§ **REQUIRED WORK**
Copy each line of the records below that has "than" in it.

Stored items
>>
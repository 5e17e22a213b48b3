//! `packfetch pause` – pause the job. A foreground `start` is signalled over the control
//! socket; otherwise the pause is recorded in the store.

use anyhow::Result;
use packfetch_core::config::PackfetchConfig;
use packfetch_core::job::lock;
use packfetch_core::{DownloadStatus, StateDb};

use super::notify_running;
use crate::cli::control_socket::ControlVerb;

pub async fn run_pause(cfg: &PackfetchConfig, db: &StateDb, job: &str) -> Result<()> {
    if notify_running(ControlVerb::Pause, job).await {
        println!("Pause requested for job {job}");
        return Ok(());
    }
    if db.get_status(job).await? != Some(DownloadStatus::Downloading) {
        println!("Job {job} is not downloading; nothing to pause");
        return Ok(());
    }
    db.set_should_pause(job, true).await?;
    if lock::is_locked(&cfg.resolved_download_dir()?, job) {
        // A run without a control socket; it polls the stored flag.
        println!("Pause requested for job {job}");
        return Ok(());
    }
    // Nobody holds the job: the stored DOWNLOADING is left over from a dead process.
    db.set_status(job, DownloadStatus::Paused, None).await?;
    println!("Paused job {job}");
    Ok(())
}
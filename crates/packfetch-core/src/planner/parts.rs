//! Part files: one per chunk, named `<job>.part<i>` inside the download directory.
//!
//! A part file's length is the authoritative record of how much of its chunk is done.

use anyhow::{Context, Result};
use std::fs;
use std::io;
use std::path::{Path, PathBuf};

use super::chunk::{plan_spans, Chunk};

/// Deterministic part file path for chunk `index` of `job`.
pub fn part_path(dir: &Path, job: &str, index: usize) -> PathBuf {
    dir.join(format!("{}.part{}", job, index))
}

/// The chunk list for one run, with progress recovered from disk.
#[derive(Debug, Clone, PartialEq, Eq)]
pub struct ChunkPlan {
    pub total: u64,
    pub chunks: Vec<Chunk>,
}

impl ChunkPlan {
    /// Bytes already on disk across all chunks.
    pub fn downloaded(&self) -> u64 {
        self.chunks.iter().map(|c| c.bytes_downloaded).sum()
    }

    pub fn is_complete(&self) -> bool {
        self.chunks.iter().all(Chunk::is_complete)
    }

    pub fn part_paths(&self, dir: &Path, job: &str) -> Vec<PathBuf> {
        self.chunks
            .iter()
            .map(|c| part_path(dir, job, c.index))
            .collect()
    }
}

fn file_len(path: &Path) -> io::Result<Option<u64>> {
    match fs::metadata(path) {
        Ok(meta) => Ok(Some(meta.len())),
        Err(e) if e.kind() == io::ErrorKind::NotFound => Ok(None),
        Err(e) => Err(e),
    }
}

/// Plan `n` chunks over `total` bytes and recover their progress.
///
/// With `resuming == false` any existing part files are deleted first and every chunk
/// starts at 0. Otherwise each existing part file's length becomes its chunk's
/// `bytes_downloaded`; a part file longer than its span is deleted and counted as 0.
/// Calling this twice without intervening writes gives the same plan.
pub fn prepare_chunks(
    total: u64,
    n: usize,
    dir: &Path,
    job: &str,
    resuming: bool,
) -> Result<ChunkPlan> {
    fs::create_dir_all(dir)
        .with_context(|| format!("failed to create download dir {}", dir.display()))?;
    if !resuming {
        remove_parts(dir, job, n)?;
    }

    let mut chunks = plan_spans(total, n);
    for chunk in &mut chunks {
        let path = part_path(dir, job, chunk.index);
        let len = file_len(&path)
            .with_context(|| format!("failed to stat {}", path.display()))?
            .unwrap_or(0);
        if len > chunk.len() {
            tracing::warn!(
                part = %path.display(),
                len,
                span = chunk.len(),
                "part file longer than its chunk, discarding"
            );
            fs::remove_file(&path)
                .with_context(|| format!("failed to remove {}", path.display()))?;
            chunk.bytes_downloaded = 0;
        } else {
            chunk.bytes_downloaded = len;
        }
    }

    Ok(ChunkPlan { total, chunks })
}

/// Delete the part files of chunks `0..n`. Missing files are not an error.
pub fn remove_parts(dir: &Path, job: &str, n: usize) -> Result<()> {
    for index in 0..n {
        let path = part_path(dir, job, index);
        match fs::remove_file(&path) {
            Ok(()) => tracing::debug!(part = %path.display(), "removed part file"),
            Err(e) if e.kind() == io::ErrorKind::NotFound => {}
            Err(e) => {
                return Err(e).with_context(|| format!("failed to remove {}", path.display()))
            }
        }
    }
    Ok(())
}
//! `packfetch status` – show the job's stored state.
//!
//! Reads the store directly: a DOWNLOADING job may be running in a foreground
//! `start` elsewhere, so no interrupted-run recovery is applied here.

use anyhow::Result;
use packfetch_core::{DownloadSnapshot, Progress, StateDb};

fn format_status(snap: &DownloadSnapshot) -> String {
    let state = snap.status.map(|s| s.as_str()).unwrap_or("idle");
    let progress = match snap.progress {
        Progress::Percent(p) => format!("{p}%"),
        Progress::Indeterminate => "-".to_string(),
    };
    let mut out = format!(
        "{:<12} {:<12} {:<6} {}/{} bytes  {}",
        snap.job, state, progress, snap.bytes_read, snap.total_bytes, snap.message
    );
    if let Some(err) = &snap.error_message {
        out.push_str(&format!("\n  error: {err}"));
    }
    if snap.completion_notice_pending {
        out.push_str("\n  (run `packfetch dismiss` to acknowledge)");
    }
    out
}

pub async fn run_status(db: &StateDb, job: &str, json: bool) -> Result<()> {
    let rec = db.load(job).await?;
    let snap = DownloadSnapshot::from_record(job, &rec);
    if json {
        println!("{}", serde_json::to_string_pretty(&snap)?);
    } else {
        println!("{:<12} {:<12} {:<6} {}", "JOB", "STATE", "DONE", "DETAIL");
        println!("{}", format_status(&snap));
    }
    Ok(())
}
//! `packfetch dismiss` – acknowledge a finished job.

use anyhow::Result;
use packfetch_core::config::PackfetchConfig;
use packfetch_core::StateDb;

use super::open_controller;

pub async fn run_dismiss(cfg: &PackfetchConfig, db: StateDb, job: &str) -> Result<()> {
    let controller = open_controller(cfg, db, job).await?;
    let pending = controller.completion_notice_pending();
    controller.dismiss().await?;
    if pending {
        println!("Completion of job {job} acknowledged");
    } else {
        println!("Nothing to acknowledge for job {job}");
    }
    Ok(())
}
<<
>>
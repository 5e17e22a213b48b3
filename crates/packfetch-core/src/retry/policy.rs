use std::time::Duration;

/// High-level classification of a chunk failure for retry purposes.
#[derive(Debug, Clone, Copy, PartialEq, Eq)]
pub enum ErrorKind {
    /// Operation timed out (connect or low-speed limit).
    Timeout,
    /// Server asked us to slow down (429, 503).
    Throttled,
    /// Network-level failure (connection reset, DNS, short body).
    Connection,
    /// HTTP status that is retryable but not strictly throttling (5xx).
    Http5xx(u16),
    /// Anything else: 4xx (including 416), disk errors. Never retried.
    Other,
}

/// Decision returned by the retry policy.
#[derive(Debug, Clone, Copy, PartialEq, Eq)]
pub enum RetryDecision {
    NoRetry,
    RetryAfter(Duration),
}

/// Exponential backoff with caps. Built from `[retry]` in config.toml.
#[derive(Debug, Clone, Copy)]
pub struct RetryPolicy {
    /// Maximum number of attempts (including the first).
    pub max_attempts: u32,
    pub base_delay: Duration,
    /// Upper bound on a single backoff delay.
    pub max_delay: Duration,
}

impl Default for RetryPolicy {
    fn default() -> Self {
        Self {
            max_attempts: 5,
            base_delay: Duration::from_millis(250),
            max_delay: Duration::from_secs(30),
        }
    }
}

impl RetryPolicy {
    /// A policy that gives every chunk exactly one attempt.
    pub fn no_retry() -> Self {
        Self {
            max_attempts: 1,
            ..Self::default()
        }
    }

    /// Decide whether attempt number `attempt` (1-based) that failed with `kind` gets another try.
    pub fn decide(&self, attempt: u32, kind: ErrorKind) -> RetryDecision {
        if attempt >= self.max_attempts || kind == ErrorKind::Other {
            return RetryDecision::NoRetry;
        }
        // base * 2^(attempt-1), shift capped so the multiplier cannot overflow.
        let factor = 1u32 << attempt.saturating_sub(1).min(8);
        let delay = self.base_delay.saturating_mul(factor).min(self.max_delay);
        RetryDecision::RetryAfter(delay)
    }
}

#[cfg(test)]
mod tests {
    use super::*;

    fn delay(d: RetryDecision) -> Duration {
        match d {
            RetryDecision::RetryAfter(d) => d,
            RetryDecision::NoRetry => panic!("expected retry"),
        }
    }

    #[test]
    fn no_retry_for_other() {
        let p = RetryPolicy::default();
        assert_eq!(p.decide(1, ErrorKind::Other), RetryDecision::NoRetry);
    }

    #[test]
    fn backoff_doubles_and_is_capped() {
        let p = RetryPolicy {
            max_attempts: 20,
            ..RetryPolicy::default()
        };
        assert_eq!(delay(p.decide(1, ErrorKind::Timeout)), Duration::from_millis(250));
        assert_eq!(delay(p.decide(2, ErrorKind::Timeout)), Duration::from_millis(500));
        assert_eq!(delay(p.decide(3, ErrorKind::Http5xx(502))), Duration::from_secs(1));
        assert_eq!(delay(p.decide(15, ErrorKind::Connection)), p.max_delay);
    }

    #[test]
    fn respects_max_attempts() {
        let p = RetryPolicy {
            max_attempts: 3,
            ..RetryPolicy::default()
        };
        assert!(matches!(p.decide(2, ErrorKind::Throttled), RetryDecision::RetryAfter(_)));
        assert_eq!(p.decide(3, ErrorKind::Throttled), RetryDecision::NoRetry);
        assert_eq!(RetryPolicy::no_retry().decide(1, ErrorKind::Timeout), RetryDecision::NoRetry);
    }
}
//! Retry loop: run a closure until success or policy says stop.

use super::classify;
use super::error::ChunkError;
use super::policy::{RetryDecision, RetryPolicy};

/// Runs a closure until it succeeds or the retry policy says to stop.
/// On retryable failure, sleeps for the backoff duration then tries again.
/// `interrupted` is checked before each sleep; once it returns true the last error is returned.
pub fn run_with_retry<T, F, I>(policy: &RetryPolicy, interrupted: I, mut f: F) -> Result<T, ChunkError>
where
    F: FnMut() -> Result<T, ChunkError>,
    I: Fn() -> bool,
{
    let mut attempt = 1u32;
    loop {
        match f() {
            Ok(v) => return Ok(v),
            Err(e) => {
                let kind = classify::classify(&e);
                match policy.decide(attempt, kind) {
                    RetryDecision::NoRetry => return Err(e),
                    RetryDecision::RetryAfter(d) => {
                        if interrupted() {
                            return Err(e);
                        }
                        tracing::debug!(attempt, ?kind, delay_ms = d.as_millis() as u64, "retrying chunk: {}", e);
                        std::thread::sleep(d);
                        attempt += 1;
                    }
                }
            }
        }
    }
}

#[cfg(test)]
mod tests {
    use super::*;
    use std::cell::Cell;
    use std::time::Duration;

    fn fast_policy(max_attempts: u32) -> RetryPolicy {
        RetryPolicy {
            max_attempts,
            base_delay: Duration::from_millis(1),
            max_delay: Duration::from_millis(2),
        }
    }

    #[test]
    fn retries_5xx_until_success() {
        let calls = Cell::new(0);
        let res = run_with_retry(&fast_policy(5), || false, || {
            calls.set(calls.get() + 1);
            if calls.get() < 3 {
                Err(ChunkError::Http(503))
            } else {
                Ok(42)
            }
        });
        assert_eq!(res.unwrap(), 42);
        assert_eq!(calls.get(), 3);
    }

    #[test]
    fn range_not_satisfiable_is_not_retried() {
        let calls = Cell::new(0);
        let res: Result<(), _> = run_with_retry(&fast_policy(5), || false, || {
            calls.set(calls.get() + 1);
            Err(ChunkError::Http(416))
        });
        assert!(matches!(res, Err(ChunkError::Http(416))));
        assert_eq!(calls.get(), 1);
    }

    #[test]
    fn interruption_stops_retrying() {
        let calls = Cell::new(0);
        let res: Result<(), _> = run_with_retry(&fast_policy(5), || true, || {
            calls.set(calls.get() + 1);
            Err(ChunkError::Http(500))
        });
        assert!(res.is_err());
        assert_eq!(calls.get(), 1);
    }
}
<<
§ **FINAL ANSWER**
/// `bytes_downloaded`; a part file longer than its span is deleted and counted as 0.
                "part file longer than its chunk, discarding"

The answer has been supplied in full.